Ramirez hésite, emplit nos verres, mais, au lieu d’écluser le sien, décide d’allumer une cousue et finit par répondre à ma question par une autre :

— Vous avez partie liée avec les Britanniques ?

Je souris à son regard scrutateur, plissé par la fumée de la cigarette.

— Ce n’est ni aussi simple, ni aussi excessif, lieutenant.

En quatre phrases admirablement construites, je lui résume la requête que m’a présentée sir Raidcomebar quelques jours auparavant.

— Si j’ai accepté sa proposition, dis-je, c’est que je suis résolument hostile à toute forme de terrorisme ; c’est là un mode d’action que je juge vil parce qu’il fait fi des droits les plus élémentaires de l’être humain. Aucune cause ne vaut qu’on lui sacrifie des innocents. On ne solutionne jamais un problème par l’horreur.

« Mais pour répondre très sincèrement à votre question, je ne me sens pas lié à mes homologues anglais, pas plus que vous, cher Ramirez y Ramirez y Ramirez, ne sauriez l’être avec moi.

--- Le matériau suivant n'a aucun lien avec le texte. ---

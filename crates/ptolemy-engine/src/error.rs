//! Error types for the simulator.

use thiserror::Error;

/// Result type for simulation operations.
pub type SimResult<T> = Result<T, SimulationError>;

/// A value rejected at the configuration boundary.
/// Nothing that produces one of these ever reaches the physics step.
#[derive(Error, Debug, Clone, PartialEq)]
pub enum ConfigError {
    #[error("{field} must be finite, got {value}")]
    NonFinite { field: &'static str, value: f64 },

    #[error("{field} = {value} is outside {range}")]
    OutOfRange {
        field: &'static str,
        value: f64,
        range: &'static str,
    },

    #[error("path tracer needs history > 1 and samples > 1, got history {history}, samples {samples}")]
    TracerCapacity { history: usize, samples: usize },

    #[error("interpolation factor must be at least 1, got {0}")]
    InterpolationFactor(usize),

    #[error("unknown preset: {0}")]
    UnknownPreset(String),

    #[error("unknown log level: {0}")]
    LogLevel(String),
}

/// Errors surfaced by a running simulation.
#[derive(Error, Debug)]
pub enum SimulationError {
    #[error("invalid configuration: {0}")]
    Config(#[from] ConfigError),

    #[error("malformed JSON: {0}")]
    Json(#[from] serde_json::Error),

    /// The equant-distance quadratic has no real root. Validated parameters
    /// never get here; seeing this means a domain check is missing upstream.
    #[error("equant distance has no real solution (discriminant {discriminant}, eccentricity {eccentricity})")]
    NegativeDiscriminant { discriminant: f64, eccentricity: f64 },
}
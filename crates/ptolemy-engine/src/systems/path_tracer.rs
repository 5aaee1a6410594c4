//! Planet motion trail.
//!
//! Keeps the last `H` planet display positions in a ring buffer and expands
//! them into `N` cubic-interpolated points every tick. The renderer draws the
//! first `visible_count` points (newest first), fading toward the tail.
//! Interpolation matters at high motion rates, where consecutive samples are
//! far enough apart that straight segments show corners.

use glam::DVec2;

use crate::error::ConfigError;
use crate::extensions::hermite;

/// Default number of retained planet positions.
pub const DEFAULT_HISTORY_SIZE: usize = 5000;
/// Default ratio of interpolated points to history entries.
pub const DEFAULT_INTERPOLATION_FACTOR: usize = 5;

#[derive(Debug, Clone)]
pub struct PathTracer {
    /// Ring storage. Slot `head` is the newest entry, `head + 1` the one before, etc.
    history: Vec<DVec2>,
    head: usize,
    /// Interpolated trail, newest first. Always `sample_count` long.
    points: Vec<DVec2>,
    visible_count: usize,
}

impl PathTracer {
    /// Create a tracer with `history_size` retained positions and
    /// `sample_count` interpolated points, all at the origin.
    pub fn new(history_size: usize, sample_count: usize) -> Result<Self, ConfigError> {
        if history_size < 2 || sample_count < 2 {
            return Err(ConfigError::TracerCapacity {
                history: history_size,
                samples: sample_count,
            });
        }
        Ok(Self {
            history: vec![DVec2::ZERO; history_size],
            head: 0,
            points: vec![DVec2::ZERO; sample_count],
            visible_count: sample_count,
        })
    }

    /// Collapse the whole trail onto one point. Call before the first render
    /// so no segment is drawn from the origin to the planet.
    pub fn initialize(&mut self, x: f64, y: f64) {
        let p = DVec2::new(x, y);
        self.history.fill(p);
        self.points.fill(p);
        self.head = 0;
    }

    /// Push the planet's newest position, evicting the oldest, and rebuild
    /// the interpolated trail. Non-finite input is dropped.
    pub fn add_location(&mut self, x: f64, y: f64) {
        if !(x.is_finite() && y.is_finite()) {
            log::debug!("path tracer: ignoring non-finite location ({x}, {y})");
            return;
        }
        let len = self.history.len();
        self.head = (self.head + len - 1) % len;
        self.history[self.head] = DVec2::new(x, y);
        self.recompute();
    }

    /// Expose `floor((N - 1) * f) + 1` points. Only affects what is drawn.
    pub fn set_visible_fraction(&mut self, fraction: f64) {
        if fraction.is_nan() {
            return;
        }
        let f = fraction.clamp(0.0, 1.0);
        let n = self.points.len();
        self.visible_count = ((n - 1) as f64 * f).floor() as usize + 1;
    }

    /// Rebuild every interpolated point from the current history.
    fn recompute(&mut self) {
        let h = self.history.len();
        let n = self.points.len();
        let history = &self.history;
        let head = self.head;
        let value_at = |i: usize| history[(head + i) % h];

        for (i, point) in self.points.iter_mut().enumerate() {
            let t = i as f64 / n as f64 * h as f64;
            *point = hermite::sample(&value_at, h, t);
        }
    }

    /// Entry `age` steps back from the newest (0 = newest). `None` past the capacity.
    pub fn history_at(&self, age: usize) -> Option<DVec2> {
        let h = self.history.len();
        (age < h).then(|| self.history[(self.head + age) % h])
    }

    /// All retained positions, newest first.
    pub fn history(&self) -> impl Iterator<Item = DVec2> + '_ {
        let h = self.history.len();
        (0..h).map(move |age| self.history[(self.head + age) % h])
    }

    pub fn newest(&self) -> DVec2 {
        self.history[self.head]
    }

    /// Every interpolated point, newest first.
    pub fn points(&self) -> &[DVec2] {
        &self.points
    }

    /// The prefix of the trail the renderer should draw.
    pub fn visible_points(&self) -> &[DVec2] {
        &self.points[..self.visible_count]
    }

    pub fn visible_count(&self) -> usize {
        self.visible_count
    }

    pub fn history_size(&self) -> usize {
        self.history.len()
    }

    pub fn sample_count(&self) -> usize {
        self.points.len()
    }
}
use serde::{Deserialize, Serialize};

use crate::error::ConfigError;

/// Upper bound (exclusive) on eccentricity, in units of the deferent radius.
/// Keeps the equant-distance quadratic solvable and every body inside the view window.
pub const MAX_ECCENTRICITY: f64 = 0.5;
/// Upper bound (inclusive) on the motion rate multiplier.
pub const MAX_MOTION_RATE: f64 = 4.5;
/// Upper bound (inclusive) on epicycle radius relative to the deferent.
pub const MAX_EPICYCLE_SIZE: f64 = 1.0;

/// Whether the planet orbits outside or inside the sun's orbit.
/// Decides which circle the motion rate drives.
#[derive(Debug, Clone, Copy, PartialEq, Eq, Default, Serialize, Deserialize)]
#[serde(rename_all = "lowercase")]
pub enum PlanetType {
    /// Mars, Jupiter, Saturn: the motion rate drives the deferent.
    #[default]
    Superior,
    /// Mercury, Venus: the motion rate drives the epicycle.
    Inferior,
}

impl PlanetType {
    /// `(deferent_rate, epicycle_rate)` in revolutions per simulated year.
    pub fn rates(self, motion_rate: f64) -> (f64, f64) {
        match self {
            PlanetType::Superior => (motion_rate, 1.0),
            PlanetType::Inferior => (1.0, motion_rate),
        }
    }

    /// Decode the numeric form used by the JS bridge (0 = superior, 1 = inferior).
    pub fn from_code(code: u32) -> Option<Self> {
        match code {
            0 => Some(PlanetType::Superior),
            1 => Some(PlanetType::Inferior),
            _ => None,
        }
    }
}

/// Geometry of one planet's model. Read-only during a tick.
#[derive(Debug, Clone, Copy, PartialEq, Serialize, Deserialize)]
pub struct PlanetaryParameters {
    /// Epicycle radius relative to the unit deferent, in [0, 1].
    pub epicycle_size: f64,
    /// Earth-to-eccentric distance, in [0, 0.5).
    pub eccentricity: f64,
    /// Rate multiplier, in (0, 4.5].
    pub motion_rate: f64,
    /// Direction of the apogee in degrees, in [0, 360).
    pub apogee_angle: f64,
    #[serde(default)]
    pub planet_type: PlanetType,
}

impl Default for PlanetaryParameters {
    fn default() -> Self {
        crate::assets::presets::MARS
    }
}

impl PlanetaryParameters {
    /// Reject anything outside the documented domain. No clamping.
    pub fn validate(&self) -> Result<(), ConfigError> {
        finite("epicycle_size", self.epicycle_size)?;
        finite("eccentricity", self.eccentricity)?;
        finite("motion_rate", self.motion_rate)?;
        finite("apogee_angle", self.apogee_angle)?;

        if !(0.0..=MAX_EPICYCLE_SIZE).contains(&self.epicycle_size) {
            return Err(out_of_range("epicycle_size", self.epicycle_size, "[0, 1]"));
        }
        if !(0.0..MAX_ECCENTRICITY).contains(&self.eccentricity) {
            return Err(out_of_range("eccentricity", self.eccentricity, "[0, 0.5)"));
        }
        if !(self.motion_rate > 0.0 && self.motion_rate <= MAX_MOTION_RATE) {
            return Err(out_of_range("motion_rate", self.motion_rate, "(0, 4.5]"));
        }
        if !(0.0..360.0).contains(&self.apogee_angle) {
            return Err(out_of_range("apogee_angle", self.apogee_angle, "[0, 360)"));
        }
        Ok(())
    }

    /// `(deferent_rate, epicycle_rate)` after the superior/inferior role assignment.
    pub fn rates(&self) -> (f64, f64) {
        self.planet_type.rates(self.motion_rate)
    }

    /// Apogee direction in radians.
    pub fn apogee_radians(&self) -> f64 {
        self.apogee_angle.to_radians()
    }
}

/// Animation controls supplied by the UI each tick.
#[derive(Debug, Clone, Copy, PartialEq, Serialize, Deserialize)]
pub struct Controls {
    pub is_animation_enabled: bool,
    /// Simulated years per real second, in [0, 1].
    pub animation_rate: f64,
    /// Fraction of the trail to expose, in [0, 1].
    pub path_visible_fraction: f64,
}

impl Default for Controls {
    fn default() -> Self {
        Self {
            is_animation_enabled: true,
            animation_rate: 0.2,
            path_visible_fraction: 0.2,
        }
    }
}

impl Controls {
    pub fn validate(&self) -> Result<(), ConfigError> {
        finite("animation_rate", self.animation_rate)?;
        finite("path_visible_fraction", self.path_visible_fraction)?;
        if !(0.0..=1.0).contains(&self.animation_rate) {
            return Err(out_of_range("animation_rate", self.animation_rate, "[0, 1]"));
        }
        if !(0.0..=1.0).contains(&self.path_visible_fraction) {
            return Err(out_of_range(
                "path_visible_fraction",
                self.path_visible_fraction,
                "[0, 1]",
            ));
        }
        Ok(())
    }
}

fn finite(field: &'static str, value: f64) -> Result<(), ConfigError> {
    if value.is_finite() {
        Ok(())
    } else {
        Err(ConfigError::NonFinite { field, value })
    }
}

fn out_of_range(field: &'static str, value: f64, range: &'static str) -> ConfigError {
    ConfigError::OutOfRange { field, value, range }
}

#[cfg(test)]
mod tests {
    use super::*;

    fn mars() -> PlanetaryParameters {
        PlanetaryParameters {
            epicycle_size: 0.66,
            eccentricity: 0.10,
            motion_rate: 0.52,
            apogee_angle: 106.7,
            planet_type: PlanetType::Superior,
        }
    }

    #[test]
    fn mars_is_valid() {
        assert_eq!(mars().validate(), Ok(()));
    }

    #[test]
    fn eccentricity_at_bound_rejected() {
        let params = PlanetaryParameters { eccentricity: MAX_ECCENTRICITY, ..mars() };
        assert!(matches!(
            params.validate(),
            Err(ConfigError::OutOfRange { field: "eccentricity", .. })
        ));
    }

    #[test]
    fn eccentricity_of_one_rejected() {
        let params = PlanetaryParameters { eccentricity: 1.0, ..mars() };
        assert!(params.validate().is_err());
    }

    #[test]
    fn zero_motion_rate_rejected() {
        let params = PlanetaryParameters { motion_rate: 0.0, ..mars() };
        assert!(matches!(
            params.validate(),
            Err(ConfigError::OutOfRange { field: "motion_rate", .. })
        ));
    }

    #[test]
    fn full_turn_apogee_rejected() {
        let params = PlanetaryParameters { apogee_angle: 360.0, ..mars() };
        assert!(params.validate().is_err());
        let params = PlanetaryParameters { apogee_angle: 359.9, ..mars() };
        assert!(params.validate().is_ok());
    }

    #[test]
    fn nan_rejected_as_non_finite() {
        let params = PlanetaryParameters { epicycle_size: f64::NAN, ..mars() };
        assert!(matches!(
            params.validate(),
            Err(ConfigError::NonFinite { field: "epicycle_size", .. })
        ));
    }

    #[test]
    fn rates_swap_with_planet_type() {
        assert_eq!(PlanetType::Superior.rates(0.52), (0.52, 1.0));
        assert_eq!(PlanetType::Inferior.rates(0.52), (1.0, 0.52));
    }

    #[test]
    fn planet_type_codes() {
        assert_eq!(PlanetType::from_code(0), Some(PlanetType::Superior));
        assert_eq!(PlanetType::from_code(1), Some(PlanetType::Inferior));
        assert_eq!(PlanetType::from_code(7), None);
    }

    #[test]
    fn controls_bounds() {
        assert!(Controls::default().validate().is_ok());
        let c = Controls { animation_rate: 1.5, ..Controls::default() };
        assert!(c.validate().is_err());
        let c = Controls { path_visible_fraction: -0.1, ..Controls::default() };
        assert!(c.validate().is_err());
        let c = Controls { animation_rate: f64::INFINITY, ..Controls::default() };
        assert!(matches!(c.validate(), Err(ConfigError::NonFinite { .. })));
    }

    #[test]
    fn planet_type_deserializes_lowercase() {
        let json = r#"{ "epicycle_size": 0.72, "eccentricity": 0.02, "motion_rate": 1.6,
                        "apogee_angle": 46.2, "planet_type": "inferior" }"#;
        let params: PlanetaryParameters = serde_json::from_str(json).unwrap();
        assert_eq!(params.planet_type, PlanetType::Inferior);
    }
}
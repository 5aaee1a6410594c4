pub mod params;
pub mod simulation;
pub mod types;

Nous faisons des métiers similaires et nous nous devons assistance pour traquer les criminels. Cela dit, les intérêts de nos pays priment sur notre confraternité. »

À dire vrai, j’ignore tout de l’hymne uruguayen, mais si j’en connaissais quelques strophes, je les entonnerais bien volontiers pour parfaire un aussi brillant discours.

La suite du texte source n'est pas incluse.